Taco Bell, which already offers more than 15 items on its “Veggie Cravings” menu, is also testing additional plant-based options – including its Cravetarian meatless protein made from a seasoned blend of chickpeas and peas.
“With more than 7,000 restaurants nationwide and consumers’ growing sustainability concerns, we see the opportunity – and responsibility – to make a positive environmental impact,” said Missy Schaaphok, Taco Bell's director of global nutrition and sustainability, adding that consumers shouldn’t have to “choose between crave-ability and responsible dining.”
Starbucks and Panera, meanwhile, have highlighted their respective commitments in recent sustainability reports noted by World Animal Protection.
In its 2020 Global Environmental and Social Impact Report, Starbucks said, “To meet our 2030 goals, we set five key strategies, rooted in science, grounded in Starbucks Mission and Values, and informed by comprehensive market research and trials: Expand plant-based menu options.”
While the COVID-19 pandemic delayed plans to test several plant-based dishes, Panera said its “long-term aspiration is to have a menu where half of our entrees are plant-based,” according to its most recent sustainability report.
Thirty-nine of the top 50 fast-food restaurants, however, aren’t taking meaningful steps to provide vegans and vegetarians with much more than the ketchup packets next to the napkin dispensers, according to the World Animal Protection report.
While McDonald’s began testing its McPlant vegan burger at eight U.S. locations across four states this month, the American fast-food icon has lagged behind Burger King, long its primary rival. BK launched the Impossible Whopper at its 7,000-plus locations more than two years ago, and the company has reported U.S. guests who chose the meatless burger in 2020 “avoided the equivalent greenhouse gas emissions of driving about 520 million miles in an average passenger vehicle.”
Subway, with nearly 24,000 locations – the most of any chain – has yet to provide a plant-based meat option nationally and failed to make a public commitment to expand its menu or reduce meat consumption.

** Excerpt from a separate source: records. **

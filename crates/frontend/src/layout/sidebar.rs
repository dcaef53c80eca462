use crate::shared::icons::icon;
use leptos::prelude::*;
use leptos_router::components::A;

#[component]
pub fn Sidebar() -> impl IntoView {
    view! {
        <nav class="sidebar">
            <div class="sidebar__section">"Transaksi"</div>
            <A href="/barang-masuk" attr:class="sidebar__link">
                {icon("arrow-down-circle")}
                <span>"Barang Masuk"</span>
            </A>
            <A href="/barang-kembali" attr:class="sidebar__link">
                {icon("arrow-up-circle")}
                <span>"Barang Kembali"</span>
            </A>
            <div class="sidebar__section">"Master"</div>
            <A href="/model-barang" attr:class="sidebar__link">
                {icon("package")}
                <span>"Model Barang"</span>
            </A>
        </nav>
    }
}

Unlike KFC, which has carried out plant-based chicken trials, Chick-fil-A hasn’t featured a plant-based alternative on its menu, publicly detailed any such plans or recognized the benefits of reducing animal proteins.
The World Animal Protection list of “Dining Dawdlers” also includes Arby’s, Dairy Queen, Domino’s, Dunkin’, Panda Express and Wendy’s.
The message for those straggling chains, Harsh said, is to recognize the plant-based movement as an “important and necessary direction” for the sustainability of the planet – and for their bottom line.
“To not catch up,” he said, “is going to be detrimental to their business.”